MATIÈRES PLASTIQUES ET OUVRAGES EN CES MATIÈRES;
CAOUTCHOUC ET OUVRAGES EN CAOUTCHOUC

Chapitre 39

MATIÈRES PLASTIQUES ET OUVRAGES EN CES MATIÈRES

[...]

39.26         Autres ouvrages en matières plastiques et ouvrages en autres matières des nos 39.01 à 39.14.

[...]

3926.40     -Statuettes et autres objets d’ornementation

3926.40.10 - - -Statuettes

3926.40.90 - - -Autres objets d’ornementation

15.              La note 2y) du chapitre 39 est libellée comme suit :

2.   Le présent Chapitre ne comprend pas:

[...]

(y)  les articles du Chapitre 95 (jouets, jeux, engins sportifs, par exemple); [...]

16.              La nomenclature du numéro tarifaire 9503.00.90, soit le classement tarifaire proposé par Imagination, est la suivante :

Section XX

MARCHANDISES ET PRODUITS DIVERS

Chapitre 95

JOUETS, JEUX, ARTICLES POUR DIVERTISSEMENTS OU POUR SPORTS;
LEURS PARTIES ET ACCESSOIRES

9503.00     Tricycles, trottinettes, autos à pédales et jouets à roues similaires; landaus et poussettes pour poupées; poupées; autres jouets; modèles réduits et modèles similaires pour le divertissement, animés ou non; puzzles de tout genre.

[...]

9503.00.90 - - -Autres

POSITION DES PARTIES

Imagination

17.              Imagination fait valoir que les marchandises en cause sont des jouets, à savoir qu’un « jouet » désigne « un modèle ou une réplique miniature d’un objet, utilisé particulièrement pour jouer (bateau jouet) »[12] [traduction]. De plus, selon Imagination, le fait que le fabricant des marchandises en cause s’appelle « Sideshow Toys » (Sideshow) montre son intention d’offrir des « jouets » ou des « poupées » en série limitée[13]. M. Boyer, le témoin d’Imagination, affirme que les marchandises en cause sont commercialisées comme des « pièces de collection », de façon à ce qu’elles puissent être vendues à un prix plus élevé, mais qu’elles sont néanmoins des jouets, quoique des jouets dispendieux[14].

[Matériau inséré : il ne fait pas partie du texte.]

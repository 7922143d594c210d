// Copyright 2026 Hypermesh Foundation. All rights reserved.
// Cyberwheel Simulation Core - Shared Types

use std::fmt;
use std::str::FromStr;

use rand::SeedableRng;
use rand_chacha::ChaCha8Rng;
use serde::{Deserialize, Serialize};

use crate::network::NetworkError;

/// The single generator every random draw in an environment comes from.
pub type SimRng = ChaCha8Rng;

pub const DEFAULT_SEED: u64 = 0x5eed_c0de;

pub fn seeded_rng(seed: u64) -> SimRng {
    ChaCha8Rng::seed_from_u64(seed)
}

// ─── Protocol ────────────────────────────────────────────────────────────────

#[derive(Debug, Clone, Copy, PartialEq, Eq, Hash, PartialOrd, Ord, Serialize, Deserialize)]
#[serde(rename_all = "lowercase")]
pub enum Protocol {
    Tcp,
    Udp,
    Icmp,
}

impl Protocol {
    pub fn as_str(&self) -> &'static str {
        match self {
            Protocol::Tcp => "tcp",
            Protocol::Udp => "udp",
            Protocol::Icmp => "icmp",
        }
    }
}

impl FromStr for Protocol {
    type Err = NetworkError;

    fn from_str(s: &str) -> Result<Self, Self::Err> {
        match s.trim().to_ascii_lowercase().as_str() {
            "tcp" => Ok(Protocol::Tcp),
            "udp" => Ok(Protocol::Udp),
            "icmp" => Ok(Protocol::Icmp),
            _ => Err(NetworkError::InvalidProtocol(s.to_string())),
        }
    }
}

impl fmt::Display for Protocol {
    fn fmt(&self, f: &mut fmt::Formatter<'_>) -> fmt::Result {
        f.write_str(self.as_str())
    }
}

// ─── Privilege ───────────────────────────────────────────────────────────────

#[derive(Debug, Clone, Copy, PartialEq, Eq, Hash, Default, Serialize, Deserialize)]
#[serde(rename_all = "lowercase")]
pub enum Privilege {
    #[default]
    User,
    Root,
}

impl FromStr for Privilege {
    type Err = NetworkError;

    fn from_str(s: &str) -> Result<Self, Self::Err> {
        match s.trim().to_ascii_lowercase().as_str() {
            "user" => Ok(Privilege::User),
            "root" => Ok(Privilege::Root),
            _ => Err(NetworkError::InvalidPrivilege(s.to_string())),
        }
    }
}

impl fmt::Display for Privilege {
    fn fmt(&self, f: &mut fmt::Formatter<'_>) -> fmt::Result {
        match self {
            Privilege::User => f.write_str("user"),
            Privilege::Root => f.write_str("root"),
        }
    }
}

// ─── Known host classification ───────────────────────────────────────────────

/// What the attacker believes a host to be.
#[derive(Debug, Clone, Copy, PartialEq, Eq, Default, Serialize, Deserialize)]
pub enum KnownHostType {
    #[default]
    Unknown,
    User,
    Server,
}

impl KnownHostType {
    /// Classify a host-type name the way discovery reports it.
    pub fn classify(type_name: &str) -> Self {
        let lower = type_name.to_ascii_lowercase();
        if lower.contains("server") {
            KnownHostType::Server
        } else if lower.contains("workstation") {
            KnownHostType::User
        } else {
            KnownHostType::Unknown
        }
    }
}
// Copyright 2026 Hypermesh Foundation. All rights reserved.
// Cyberwheel Simulation Core - Attacker Agent

use std::collections::{BTreeMap, BTreeSet};

use rust_decimal::prelude::ToPrimitive;
use tracing::{debug, warn};

use super::knowledge::{AgentHistory, HybridSetList, KnownHostInfo};
use super::phase::{execute_phase, ActionMetadata, KillChainPhase, RedActionResults};
use super::strategy::{RedStrategy, StrategyView};
use super::technique::TechniqueCatalog;
use crate::network::{Host, Network, NetworkError};
use crate::reward::RewardMap;
use crate::types::{KnownHostType, SimRng};

type ValidityMap = BTreeMap<KillChainPhase, Vec<String>>;

/// Attacker that sweeps, scans and moves onto a target before walking it
/// down the kill chain.
#[derive(Debug)]
pub struct ArtAgent {
    pub name: String,
    kill_chain: Vec<KillChainPhase>,
    current_host: String,
    entry_host: String,
    history: AgentHistory,
    unimpacted_servers: HybridSetList<String>,
    unknowns: HybridSetList<String>,
    strategy: Box<dyn RedStrategy>,
    catalog: TechniqueCatalog,
    /// Valid techniques per host per phase.
    services_map: BTreeMap<String, ValidityMap>,
    tracked_hosts: BTreeSet<String>,
}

18.              Imagination fait aussi valoir que les marchandises en cause sont des « poupées », à savoir qu’une poupée est habituellement définie comme une « petite représentation d’une figure humaine, utilisée particulièrement comme un jouet »[15] [traduction]. Imagination définit également les marchandises en cause comme des « figurines d’action », à savoir que le terme « figurine » est utilisé pour « évoquer la forme d’un être humain »[16] [traduction]. Imagination souligne que les marchandises en cause sont assorties de divers accessoires, semblables à ceux des poupées, comme des ceintures en cuir, des capes en tissu et d’autres articles du genre.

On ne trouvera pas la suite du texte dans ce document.